(Saved data entries)
= Beginning of Section =
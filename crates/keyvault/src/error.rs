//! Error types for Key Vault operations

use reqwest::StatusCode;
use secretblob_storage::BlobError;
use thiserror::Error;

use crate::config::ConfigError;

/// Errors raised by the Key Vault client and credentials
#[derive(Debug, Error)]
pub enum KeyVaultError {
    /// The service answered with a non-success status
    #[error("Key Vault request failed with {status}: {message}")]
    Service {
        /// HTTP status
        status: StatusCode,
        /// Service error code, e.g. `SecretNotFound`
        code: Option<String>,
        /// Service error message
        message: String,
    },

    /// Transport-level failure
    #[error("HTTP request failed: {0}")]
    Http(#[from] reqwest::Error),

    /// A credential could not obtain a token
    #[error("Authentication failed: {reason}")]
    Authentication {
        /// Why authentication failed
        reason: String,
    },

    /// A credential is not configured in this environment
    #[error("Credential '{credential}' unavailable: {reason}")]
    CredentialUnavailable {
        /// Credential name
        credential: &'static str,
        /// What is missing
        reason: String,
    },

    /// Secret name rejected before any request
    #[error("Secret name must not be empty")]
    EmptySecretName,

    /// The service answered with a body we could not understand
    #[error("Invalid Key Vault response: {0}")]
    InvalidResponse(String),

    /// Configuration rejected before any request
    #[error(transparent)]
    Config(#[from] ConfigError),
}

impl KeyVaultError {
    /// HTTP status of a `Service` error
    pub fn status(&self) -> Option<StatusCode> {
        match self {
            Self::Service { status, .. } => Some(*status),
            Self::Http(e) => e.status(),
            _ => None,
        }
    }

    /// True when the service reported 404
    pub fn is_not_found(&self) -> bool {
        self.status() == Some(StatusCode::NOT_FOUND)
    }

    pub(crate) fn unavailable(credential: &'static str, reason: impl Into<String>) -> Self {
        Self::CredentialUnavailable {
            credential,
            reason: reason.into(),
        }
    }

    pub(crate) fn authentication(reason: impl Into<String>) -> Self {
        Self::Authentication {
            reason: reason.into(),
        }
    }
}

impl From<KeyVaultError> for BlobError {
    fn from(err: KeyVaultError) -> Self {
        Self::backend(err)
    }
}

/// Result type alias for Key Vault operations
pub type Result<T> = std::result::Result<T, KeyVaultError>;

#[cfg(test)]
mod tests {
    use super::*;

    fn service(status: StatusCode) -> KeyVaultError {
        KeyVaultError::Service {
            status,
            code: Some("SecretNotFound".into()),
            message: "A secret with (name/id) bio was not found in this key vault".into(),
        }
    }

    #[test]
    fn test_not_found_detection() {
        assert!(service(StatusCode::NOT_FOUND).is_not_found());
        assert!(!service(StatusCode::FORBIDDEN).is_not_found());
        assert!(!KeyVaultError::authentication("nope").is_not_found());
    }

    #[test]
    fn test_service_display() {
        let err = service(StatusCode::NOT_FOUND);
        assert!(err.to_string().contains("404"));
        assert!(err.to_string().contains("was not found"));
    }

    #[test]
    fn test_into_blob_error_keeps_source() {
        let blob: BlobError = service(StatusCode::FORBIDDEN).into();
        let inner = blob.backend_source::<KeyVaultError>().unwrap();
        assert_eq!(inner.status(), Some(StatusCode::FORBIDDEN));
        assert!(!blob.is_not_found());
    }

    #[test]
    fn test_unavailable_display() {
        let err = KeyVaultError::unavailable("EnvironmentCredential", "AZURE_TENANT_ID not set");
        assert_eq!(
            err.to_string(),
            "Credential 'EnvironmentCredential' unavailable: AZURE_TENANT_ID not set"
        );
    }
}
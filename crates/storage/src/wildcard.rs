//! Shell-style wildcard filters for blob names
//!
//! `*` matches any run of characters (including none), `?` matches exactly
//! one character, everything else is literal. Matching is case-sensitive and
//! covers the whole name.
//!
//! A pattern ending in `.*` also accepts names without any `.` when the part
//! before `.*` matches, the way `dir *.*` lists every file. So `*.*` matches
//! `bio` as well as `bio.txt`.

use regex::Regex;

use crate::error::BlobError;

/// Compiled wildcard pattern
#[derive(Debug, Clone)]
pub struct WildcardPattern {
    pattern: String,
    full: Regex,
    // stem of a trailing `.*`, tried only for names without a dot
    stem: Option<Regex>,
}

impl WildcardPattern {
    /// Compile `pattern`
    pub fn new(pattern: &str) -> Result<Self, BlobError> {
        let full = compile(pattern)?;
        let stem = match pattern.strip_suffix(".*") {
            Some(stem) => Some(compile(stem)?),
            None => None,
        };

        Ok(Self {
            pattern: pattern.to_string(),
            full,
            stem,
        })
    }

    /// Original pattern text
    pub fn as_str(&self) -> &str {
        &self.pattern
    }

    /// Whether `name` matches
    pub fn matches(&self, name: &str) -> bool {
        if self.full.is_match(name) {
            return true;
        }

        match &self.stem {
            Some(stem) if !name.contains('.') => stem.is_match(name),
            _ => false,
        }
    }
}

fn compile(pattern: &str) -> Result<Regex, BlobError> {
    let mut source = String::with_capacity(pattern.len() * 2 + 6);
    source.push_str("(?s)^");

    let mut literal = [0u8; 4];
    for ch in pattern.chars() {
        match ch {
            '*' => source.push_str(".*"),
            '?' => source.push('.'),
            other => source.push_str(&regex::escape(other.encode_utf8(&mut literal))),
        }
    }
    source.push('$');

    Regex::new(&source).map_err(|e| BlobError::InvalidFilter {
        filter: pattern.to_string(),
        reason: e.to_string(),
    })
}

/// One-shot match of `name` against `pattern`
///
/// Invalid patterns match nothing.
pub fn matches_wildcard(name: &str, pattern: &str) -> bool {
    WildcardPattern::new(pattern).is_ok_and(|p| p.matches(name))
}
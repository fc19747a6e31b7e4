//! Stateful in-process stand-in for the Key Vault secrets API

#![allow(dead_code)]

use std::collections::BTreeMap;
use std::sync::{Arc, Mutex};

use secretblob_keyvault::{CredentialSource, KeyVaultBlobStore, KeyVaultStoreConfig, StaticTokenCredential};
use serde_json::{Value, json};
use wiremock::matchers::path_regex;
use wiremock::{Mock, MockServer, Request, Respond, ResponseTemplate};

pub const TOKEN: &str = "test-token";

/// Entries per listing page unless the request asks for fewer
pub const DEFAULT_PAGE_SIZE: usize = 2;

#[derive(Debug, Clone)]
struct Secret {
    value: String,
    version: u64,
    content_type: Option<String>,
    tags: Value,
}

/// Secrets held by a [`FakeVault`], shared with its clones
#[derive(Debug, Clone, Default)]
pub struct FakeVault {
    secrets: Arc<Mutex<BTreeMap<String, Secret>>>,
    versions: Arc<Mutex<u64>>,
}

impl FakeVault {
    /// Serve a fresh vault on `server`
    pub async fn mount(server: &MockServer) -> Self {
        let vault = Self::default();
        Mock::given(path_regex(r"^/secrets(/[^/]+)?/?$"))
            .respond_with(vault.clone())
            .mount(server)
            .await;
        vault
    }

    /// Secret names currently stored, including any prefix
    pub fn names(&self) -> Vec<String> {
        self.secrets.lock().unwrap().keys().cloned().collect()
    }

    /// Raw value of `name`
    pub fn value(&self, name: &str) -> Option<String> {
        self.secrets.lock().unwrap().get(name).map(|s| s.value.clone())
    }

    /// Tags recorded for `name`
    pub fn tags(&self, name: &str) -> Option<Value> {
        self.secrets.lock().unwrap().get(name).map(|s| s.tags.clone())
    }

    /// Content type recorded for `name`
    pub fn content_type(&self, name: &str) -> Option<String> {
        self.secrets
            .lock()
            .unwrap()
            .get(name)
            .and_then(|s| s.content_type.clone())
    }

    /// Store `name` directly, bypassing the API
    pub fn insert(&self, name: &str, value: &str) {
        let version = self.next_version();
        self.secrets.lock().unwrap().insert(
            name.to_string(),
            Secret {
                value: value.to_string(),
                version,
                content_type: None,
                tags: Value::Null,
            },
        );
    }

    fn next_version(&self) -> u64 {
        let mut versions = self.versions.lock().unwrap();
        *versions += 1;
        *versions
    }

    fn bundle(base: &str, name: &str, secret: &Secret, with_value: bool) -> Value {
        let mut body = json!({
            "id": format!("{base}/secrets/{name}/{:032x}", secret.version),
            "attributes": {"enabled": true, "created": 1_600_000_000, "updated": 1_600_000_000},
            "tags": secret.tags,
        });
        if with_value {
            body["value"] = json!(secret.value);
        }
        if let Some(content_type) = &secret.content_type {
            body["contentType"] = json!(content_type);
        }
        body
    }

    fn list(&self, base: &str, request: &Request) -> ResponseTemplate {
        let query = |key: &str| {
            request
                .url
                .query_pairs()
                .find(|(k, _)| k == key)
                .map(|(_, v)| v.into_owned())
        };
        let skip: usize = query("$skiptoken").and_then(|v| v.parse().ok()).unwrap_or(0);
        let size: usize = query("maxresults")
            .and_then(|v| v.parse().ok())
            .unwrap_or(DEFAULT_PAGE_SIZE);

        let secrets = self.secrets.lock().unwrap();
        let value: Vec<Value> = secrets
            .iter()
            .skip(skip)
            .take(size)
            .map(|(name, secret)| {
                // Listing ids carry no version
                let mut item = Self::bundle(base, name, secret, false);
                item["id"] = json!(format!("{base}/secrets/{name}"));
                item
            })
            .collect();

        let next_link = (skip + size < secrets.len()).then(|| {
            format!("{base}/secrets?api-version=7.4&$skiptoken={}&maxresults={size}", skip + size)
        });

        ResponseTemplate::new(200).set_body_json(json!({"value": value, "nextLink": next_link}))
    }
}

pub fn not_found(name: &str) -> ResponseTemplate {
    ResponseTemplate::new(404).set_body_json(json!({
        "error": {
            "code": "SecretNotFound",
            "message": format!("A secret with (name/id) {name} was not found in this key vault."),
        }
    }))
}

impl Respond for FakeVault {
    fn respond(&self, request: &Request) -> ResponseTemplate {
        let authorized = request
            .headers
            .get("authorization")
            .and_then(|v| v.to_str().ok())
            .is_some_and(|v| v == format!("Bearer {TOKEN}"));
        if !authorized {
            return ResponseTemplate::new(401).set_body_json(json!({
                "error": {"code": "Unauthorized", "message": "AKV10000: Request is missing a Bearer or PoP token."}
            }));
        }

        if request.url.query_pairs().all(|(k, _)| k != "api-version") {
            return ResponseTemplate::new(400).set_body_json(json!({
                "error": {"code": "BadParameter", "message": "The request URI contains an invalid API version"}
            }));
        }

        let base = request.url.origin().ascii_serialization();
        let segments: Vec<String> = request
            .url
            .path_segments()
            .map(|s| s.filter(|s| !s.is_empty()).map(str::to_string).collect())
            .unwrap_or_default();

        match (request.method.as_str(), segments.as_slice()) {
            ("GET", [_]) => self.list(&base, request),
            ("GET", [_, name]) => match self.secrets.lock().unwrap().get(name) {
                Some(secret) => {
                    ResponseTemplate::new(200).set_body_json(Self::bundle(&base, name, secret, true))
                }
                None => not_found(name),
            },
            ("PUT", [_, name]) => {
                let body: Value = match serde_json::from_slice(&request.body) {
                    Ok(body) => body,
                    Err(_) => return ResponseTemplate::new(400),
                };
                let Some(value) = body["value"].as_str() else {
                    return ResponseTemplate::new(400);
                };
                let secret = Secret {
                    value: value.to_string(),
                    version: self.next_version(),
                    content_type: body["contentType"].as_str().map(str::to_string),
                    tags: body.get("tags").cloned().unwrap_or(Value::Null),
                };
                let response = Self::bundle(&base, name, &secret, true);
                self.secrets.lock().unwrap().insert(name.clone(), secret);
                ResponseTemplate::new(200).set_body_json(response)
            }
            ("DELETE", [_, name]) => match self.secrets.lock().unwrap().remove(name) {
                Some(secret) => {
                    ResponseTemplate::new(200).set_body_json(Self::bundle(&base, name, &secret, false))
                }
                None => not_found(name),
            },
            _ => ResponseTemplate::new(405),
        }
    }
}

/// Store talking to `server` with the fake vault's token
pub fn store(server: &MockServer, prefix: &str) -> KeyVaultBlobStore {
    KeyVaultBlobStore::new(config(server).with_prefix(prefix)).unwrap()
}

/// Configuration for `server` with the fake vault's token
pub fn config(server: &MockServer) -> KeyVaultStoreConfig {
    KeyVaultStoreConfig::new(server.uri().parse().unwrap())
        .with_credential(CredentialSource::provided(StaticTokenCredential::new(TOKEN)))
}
= End of Section =
= Beginning of Section =
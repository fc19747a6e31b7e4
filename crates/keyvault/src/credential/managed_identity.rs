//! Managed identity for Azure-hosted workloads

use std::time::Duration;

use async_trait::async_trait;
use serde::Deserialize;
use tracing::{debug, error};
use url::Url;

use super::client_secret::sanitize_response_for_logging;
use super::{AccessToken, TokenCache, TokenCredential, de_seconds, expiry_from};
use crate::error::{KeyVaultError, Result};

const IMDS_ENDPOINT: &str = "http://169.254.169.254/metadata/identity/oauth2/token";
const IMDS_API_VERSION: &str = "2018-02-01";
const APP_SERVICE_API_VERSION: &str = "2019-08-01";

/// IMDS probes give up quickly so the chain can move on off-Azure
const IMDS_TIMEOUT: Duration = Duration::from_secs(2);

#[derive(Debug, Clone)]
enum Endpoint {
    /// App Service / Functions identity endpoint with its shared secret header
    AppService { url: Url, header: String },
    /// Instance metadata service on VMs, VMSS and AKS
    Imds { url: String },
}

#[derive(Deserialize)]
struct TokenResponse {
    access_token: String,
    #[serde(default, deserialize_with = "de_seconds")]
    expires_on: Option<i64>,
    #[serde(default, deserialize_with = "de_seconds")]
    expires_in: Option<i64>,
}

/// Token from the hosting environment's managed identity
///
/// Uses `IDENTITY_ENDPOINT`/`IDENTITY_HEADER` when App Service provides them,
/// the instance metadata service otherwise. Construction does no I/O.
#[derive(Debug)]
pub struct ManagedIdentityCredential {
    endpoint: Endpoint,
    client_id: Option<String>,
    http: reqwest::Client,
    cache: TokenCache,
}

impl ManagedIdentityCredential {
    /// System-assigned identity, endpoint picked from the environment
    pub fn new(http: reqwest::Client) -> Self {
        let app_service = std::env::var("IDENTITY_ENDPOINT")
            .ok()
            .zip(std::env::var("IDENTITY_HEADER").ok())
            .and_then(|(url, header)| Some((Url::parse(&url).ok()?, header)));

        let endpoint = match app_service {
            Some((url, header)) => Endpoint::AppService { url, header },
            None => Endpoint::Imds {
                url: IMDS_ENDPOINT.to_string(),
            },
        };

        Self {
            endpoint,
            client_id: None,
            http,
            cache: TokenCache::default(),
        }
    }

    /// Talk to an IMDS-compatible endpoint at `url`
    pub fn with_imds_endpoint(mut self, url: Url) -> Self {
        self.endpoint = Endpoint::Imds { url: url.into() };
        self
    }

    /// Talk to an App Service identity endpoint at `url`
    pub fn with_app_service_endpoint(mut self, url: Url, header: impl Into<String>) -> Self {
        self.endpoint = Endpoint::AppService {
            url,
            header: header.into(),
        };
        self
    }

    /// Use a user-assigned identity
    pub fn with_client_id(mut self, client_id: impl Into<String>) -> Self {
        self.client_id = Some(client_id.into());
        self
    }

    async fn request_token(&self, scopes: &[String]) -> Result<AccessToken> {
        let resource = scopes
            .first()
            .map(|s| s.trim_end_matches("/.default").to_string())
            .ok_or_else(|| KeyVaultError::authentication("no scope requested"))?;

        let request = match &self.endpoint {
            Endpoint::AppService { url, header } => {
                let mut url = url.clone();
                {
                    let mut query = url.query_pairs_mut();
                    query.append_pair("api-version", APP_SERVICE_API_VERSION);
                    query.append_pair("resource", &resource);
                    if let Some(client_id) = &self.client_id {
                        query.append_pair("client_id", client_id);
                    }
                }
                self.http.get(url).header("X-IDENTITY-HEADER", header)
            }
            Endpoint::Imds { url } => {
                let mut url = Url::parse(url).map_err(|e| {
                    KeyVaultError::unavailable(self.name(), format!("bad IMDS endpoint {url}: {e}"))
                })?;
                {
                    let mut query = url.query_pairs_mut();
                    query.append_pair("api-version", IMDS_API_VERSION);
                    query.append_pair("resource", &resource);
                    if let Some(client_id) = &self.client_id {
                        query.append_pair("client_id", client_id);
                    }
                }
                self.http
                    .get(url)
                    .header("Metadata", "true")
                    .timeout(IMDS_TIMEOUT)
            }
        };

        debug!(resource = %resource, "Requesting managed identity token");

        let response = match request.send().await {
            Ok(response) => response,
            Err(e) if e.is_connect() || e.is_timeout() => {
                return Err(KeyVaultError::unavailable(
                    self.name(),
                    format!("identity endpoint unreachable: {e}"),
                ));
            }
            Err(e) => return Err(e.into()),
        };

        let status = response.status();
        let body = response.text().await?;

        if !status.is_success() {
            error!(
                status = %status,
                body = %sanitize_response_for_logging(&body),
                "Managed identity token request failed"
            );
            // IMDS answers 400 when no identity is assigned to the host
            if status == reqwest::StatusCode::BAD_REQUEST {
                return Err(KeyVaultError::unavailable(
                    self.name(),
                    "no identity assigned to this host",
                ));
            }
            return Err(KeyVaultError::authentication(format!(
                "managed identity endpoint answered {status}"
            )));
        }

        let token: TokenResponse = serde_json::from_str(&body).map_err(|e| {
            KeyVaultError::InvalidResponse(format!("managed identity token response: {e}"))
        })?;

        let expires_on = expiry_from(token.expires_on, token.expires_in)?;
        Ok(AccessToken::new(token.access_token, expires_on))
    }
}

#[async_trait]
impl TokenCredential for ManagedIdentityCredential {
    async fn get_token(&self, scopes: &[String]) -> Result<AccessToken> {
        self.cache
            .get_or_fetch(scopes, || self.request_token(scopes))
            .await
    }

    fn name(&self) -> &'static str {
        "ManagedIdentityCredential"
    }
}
= End of Section =
= Beginning of Section =
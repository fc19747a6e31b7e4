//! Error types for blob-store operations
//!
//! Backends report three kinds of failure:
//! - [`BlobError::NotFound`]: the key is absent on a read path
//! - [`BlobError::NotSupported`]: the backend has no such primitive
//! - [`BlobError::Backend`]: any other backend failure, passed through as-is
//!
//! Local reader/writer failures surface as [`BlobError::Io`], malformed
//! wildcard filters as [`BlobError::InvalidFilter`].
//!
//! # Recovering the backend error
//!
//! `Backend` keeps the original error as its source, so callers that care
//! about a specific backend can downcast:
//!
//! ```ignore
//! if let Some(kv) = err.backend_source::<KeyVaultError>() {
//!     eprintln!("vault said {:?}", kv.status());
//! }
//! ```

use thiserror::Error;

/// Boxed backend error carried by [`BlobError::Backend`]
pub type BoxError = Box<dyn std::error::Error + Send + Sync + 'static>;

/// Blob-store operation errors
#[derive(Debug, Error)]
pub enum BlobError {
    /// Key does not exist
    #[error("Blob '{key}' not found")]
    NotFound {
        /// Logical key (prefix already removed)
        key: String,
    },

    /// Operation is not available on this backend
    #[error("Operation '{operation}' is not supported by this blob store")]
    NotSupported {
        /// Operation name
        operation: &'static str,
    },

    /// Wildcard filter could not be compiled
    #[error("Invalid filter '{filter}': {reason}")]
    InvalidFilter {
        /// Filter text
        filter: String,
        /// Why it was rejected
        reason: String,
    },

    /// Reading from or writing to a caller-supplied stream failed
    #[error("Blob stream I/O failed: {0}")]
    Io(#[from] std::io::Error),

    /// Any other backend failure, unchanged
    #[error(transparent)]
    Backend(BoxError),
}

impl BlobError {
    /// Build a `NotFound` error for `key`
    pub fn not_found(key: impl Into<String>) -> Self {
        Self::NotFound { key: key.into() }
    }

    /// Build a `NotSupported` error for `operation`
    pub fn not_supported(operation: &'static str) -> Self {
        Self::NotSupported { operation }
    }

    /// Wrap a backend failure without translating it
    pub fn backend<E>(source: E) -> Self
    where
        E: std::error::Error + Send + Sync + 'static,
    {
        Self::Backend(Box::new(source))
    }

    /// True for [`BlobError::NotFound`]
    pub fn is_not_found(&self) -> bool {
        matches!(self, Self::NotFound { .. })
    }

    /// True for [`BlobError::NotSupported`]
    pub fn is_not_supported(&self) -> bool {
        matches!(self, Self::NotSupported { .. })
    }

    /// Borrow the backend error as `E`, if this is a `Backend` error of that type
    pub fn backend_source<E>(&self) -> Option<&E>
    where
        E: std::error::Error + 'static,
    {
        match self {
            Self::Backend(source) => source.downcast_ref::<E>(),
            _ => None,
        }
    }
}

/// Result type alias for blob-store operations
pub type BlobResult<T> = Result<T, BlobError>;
= End of Section =
- **The problem**
Each line above that has the word "AccessToken" must be copied.

- **Output**
use super::{AccessToken, TokenCache, TokenCredential, de_seconds, expiry_from};
    async fn request_token(&self, scopes: &[String]) -> Result<AccessToken> {
        Ok(AccessToken::new(token.access_token, expires_on))
    async fn get_token(&self, scopes: &[String]) -> Result<AccessToken> {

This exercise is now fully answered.